The disruptive forces of software-defined networking (SDN) and the seemingly limitless potential of a virtualized network continue to be stymied by a fundamental lack of industry standardization. The goal, ultimately, is the opportunity to ditch the physical facility altogether. But the current reality of SDN, network functions virtualization (NFV) and virtualization is stuck in the appliance swap-out phase, or Virtualization 1.0. The time for standardization is now.

SDN is, itself, a subset of OpenFlow, the open-source standard upon which the concept was founded. But others are competing for supremacy. Network equipment manufacturers (NEMs) are trying to maintain a hold on their appliance market share with offerings like Cisco's Application Centric Infrastructure, a data center and cloud solution that integrates the management of the virtual and physical IT network. It provides a platform for running the network upon which new applications can be built, provisioned and rolled out quickly. Essentially, a proprietary verison of SDN.

Proprietary SDN standards

At the SDN & OpenFlow World Congress last October, Huawei demonstrated several of its own NFV and SDN SoftCOM solutions and announced its SoftCOM Business Initiatives Zoom-in (BIZ) program to develop strategic partnerships with major carriers.

"As a leader and a key contributor to the SDN standards body, Huawei will continue to work with major carriers around the world to explore commercial values of SoftCOM and drive technological innovations, promoting the development of IT-based networks and standardization of the IT system in order to build an open ecosystem," said Jeffery Gao, Chief Strategy and Marketing Officer of Huawei Western Europe Region. "SoftCOM solutions will help carriers explore new business fields and business models, securing a place for them at top of the value chain in the era of ICT [information and communications technology]" he added.

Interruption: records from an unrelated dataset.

//! `bearerbox` binary: identify to a gateway and send one sms.

mod cli;

use std::{net::SocketAddr, sync::Arc, time::Duration};

use bearerbox::{Client, DefaultSessionHandler, SessionConfig, Sms};
use clap::Parser;

fn load_config(cli: &cli::Cli) -> bearerbox::Result<SessionConfig> {
    let mut config = match &cli.config {
        Some(path) => SessionConfig::load(path)?,
        None => SessionConfig::default(),
    };
    if let Some(host) = &cli.host {
        config = config.host(host.clone());
    }
    if let Some(port) = cli.port {
        config = config.port(port);
    }
    if let Some(client_id) = &cli.client_id {
        config = config.client_id(client_id.clone());
    }
    Ok(config)
}

#[cfg(feature = "metrics")]
fn install_metrics(addr: Option<SocketAddr>) {
    let Some(addr) = addr else {
        return;
    };
    if let Err(error) = metrics_exporter_prometheus::PrometheusBuilder::new()
        .with_http_listener(addr)
        .install()
    {
        tracing::warn!(%error, "failed to install metrics exporter");
    }
}

#[cfg(not(feature = "metrics"))]
fn install_metrics(addr: Option<SocketAddr>) {
    if addr.is_some() {
        tracing::warn!("built without metrics support; ignoring --metrics-addr");
    }
}

#[tokio::main]
async fn main() -> bearerbox::Result<()> {
    // Applications embedding the library should install their own subscriber.
    tracing_subscriber::fmt::init();

    let cli = cli::Cli::parse();
    install_metrics(cli.metrics_addr);
    let config = load_config(&cli)?;

    let session = Client::new(config)
        .identify(Arc::new(DefaultSessionHandler))
        .await?;
    let sms = Sms::new(cli.from, cli.to, cli.text);
    let result = session
        .send_request_and_wait(sms, Duration::from_secs(cli.timeout))
        .await;
    session.destroy().await;

    let ack = result?;
    println!("{} {:?}", ack.id, ack.response);
    Ok(())
}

Large NEMs are faced with a reinvention of their own. As SDN and NFV liberate networks from clunky hardware, so does it liberate profits from gear giants like Ericsson, Huawei and Cisco.

“[NEMs] don't want to lose their market share," Shahin Arefzadeh, COO Dimetis says. “They would like to see their version of virtualization take hold.”

NFV's maturity

Unlike SDN, NFV standards are emerging more quickly and clearly through the European Telecommunications Standards Institute's (ETSI) Industry Specification Group (ISG) for NFV that includes the operators including AT&T, BT, Deutsche Telekom, Orange, Telecom Italia, TelefĂłnica and Verizon. The group also includes 52 other network operators, equipment vendors, IT vendors and technology providers. NFV can work with, or compliment, SDN functions; but the two do not necessarily go hand in hand. With NFV, the goal is to replace rigid, dedicated use appliances with eminently more flexible and scalable software.

The market will ultimately choose which of the competing standards will dominate the landscape, but the Open Networking Foundation's Executive Director, Dan Pitt, makes a pretty convincing case for the inevitable success of OpenFlow, the original, and most fundamental, architecture upon which virtualized networking was built.

First, open standards running on Linux or Windows servers eliminates the dreaded fear of vendor lock-in. It's hard to imagine service providers, just freed from the constraints of the physical hardware, to enter into a similar arrangement with proprietary networking software. Open source also allows smaller, lighter, more innovative developers to focus on the business of creating new services rather than keeping the lights on.